[PROBLEM REQUIREMENTS]:
Print exactly the lines below between the line holding "mirrors archived threads." and the line holding "pub enum AppVisibility", inclusive, and nothing more.

Collected data
BEGIN
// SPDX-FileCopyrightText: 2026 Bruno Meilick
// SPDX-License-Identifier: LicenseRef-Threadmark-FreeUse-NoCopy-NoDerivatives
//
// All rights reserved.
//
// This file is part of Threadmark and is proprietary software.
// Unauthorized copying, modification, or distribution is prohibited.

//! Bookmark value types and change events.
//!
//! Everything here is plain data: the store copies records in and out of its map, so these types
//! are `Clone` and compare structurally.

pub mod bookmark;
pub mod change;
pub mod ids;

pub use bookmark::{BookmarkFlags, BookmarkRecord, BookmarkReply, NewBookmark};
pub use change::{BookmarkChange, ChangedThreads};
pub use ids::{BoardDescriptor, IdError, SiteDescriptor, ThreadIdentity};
END
BEGIN
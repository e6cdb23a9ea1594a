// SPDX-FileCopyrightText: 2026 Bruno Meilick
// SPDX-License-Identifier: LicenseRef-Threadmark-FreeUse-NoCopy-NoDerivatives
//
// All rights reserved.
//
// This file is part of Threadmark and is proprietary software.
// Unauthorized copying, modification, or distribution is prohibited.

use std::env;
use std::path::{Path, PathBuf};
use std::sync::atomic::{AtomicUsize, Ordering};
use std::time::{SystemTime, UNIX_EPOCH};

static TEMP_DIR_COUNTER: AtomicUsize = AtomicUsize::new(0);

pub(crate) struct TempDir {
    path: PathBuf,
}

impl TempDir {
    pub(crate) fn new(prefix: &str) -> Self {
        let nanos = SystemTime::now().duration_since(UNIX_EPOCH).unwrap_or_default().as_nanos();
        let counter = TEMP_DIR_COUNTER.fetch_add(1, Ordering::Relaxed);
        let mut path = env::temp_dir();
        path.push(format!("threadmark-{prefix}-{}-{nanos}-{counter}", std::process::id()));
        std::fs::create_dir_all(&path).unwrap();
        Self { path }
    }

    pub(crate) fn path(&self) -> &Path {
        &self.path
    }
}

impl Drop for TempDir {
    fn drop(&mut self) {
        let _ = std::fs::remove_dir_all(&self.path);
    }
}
END
BEGIN
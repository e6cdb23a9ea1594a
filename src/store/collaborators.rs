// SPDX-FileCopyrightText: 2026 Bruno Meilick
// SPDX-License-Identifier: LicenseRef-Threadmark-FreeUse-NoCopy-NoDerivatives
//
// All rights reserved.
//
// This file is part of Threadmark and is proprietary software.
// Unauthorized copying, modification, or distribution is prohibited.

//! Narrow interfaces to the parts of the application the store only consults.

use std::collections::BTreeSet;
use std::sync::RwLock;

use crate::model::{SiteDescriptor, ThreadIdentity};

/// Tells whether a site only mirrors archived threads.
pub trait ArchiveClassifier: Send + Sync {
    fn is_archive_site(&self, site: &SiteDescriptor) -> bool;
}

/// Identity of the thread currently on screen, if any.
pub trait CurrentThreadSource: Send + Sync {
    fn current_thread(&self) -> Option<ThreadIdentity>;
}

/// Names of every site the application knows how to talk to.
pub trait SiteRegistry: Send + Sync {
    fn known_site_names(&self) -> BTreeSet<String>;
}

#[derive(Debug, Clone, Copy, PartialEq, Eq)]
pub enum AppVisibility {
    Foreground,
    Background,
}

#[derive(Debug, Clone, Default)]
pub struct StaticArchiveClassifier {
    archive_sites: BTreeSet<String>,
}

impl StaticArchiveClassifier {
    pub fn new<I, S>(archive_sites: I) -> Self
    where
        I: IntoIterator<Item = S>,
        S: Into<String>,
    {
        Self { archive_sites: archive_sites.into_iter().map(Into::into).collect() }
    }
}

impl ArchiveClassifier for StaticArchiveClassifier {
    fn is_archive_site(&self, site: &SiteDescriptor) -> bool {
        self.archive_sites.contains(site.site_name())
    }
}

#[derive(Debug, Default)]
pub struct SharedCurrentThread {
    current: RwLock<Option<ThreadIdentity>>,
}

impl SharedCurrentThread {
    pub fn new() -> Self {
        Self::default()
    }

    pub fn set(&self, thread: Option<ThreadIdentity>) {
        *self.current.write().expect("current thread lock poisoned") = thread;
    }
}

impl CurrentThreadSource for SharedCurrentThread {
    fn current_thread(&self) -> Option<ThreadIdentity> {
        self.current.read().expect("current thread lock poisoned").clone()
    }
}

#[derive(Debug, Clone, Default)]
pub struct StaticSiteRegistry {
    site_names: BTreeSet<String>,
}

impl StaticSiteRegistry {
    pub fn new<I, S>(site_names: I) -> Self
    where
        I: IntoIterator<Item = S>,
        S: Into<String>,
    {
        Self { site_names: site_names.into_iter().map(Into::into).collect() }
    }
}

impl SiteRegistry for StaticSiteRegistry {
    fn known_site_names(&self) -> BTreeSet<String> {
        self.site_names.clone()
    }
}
END
[REPLY]:
/// Tells whether a site only mirrors archived threads.
pub trait ArchiveClassifier: Send + Sync {
    fn is_archive_site(&self, site: &SiteDescriptor) -> bool;
}

/// Identity of the thread currently on screen, if any.
pub trait CurrentThreadSource: Send + Sync {
    fn current_thread(&self) -> Option<ThreadIdentity>;
}

/// Names of every site the application knows how to talk to.
pub trait SiteRegistry: Send + Sync {
    fn known_site_names(&self) -> BTreeSet<String>;
}

#[derive(Debug, Clone, Copy, PartialEq, Eq)]
pub enum AppVisibility {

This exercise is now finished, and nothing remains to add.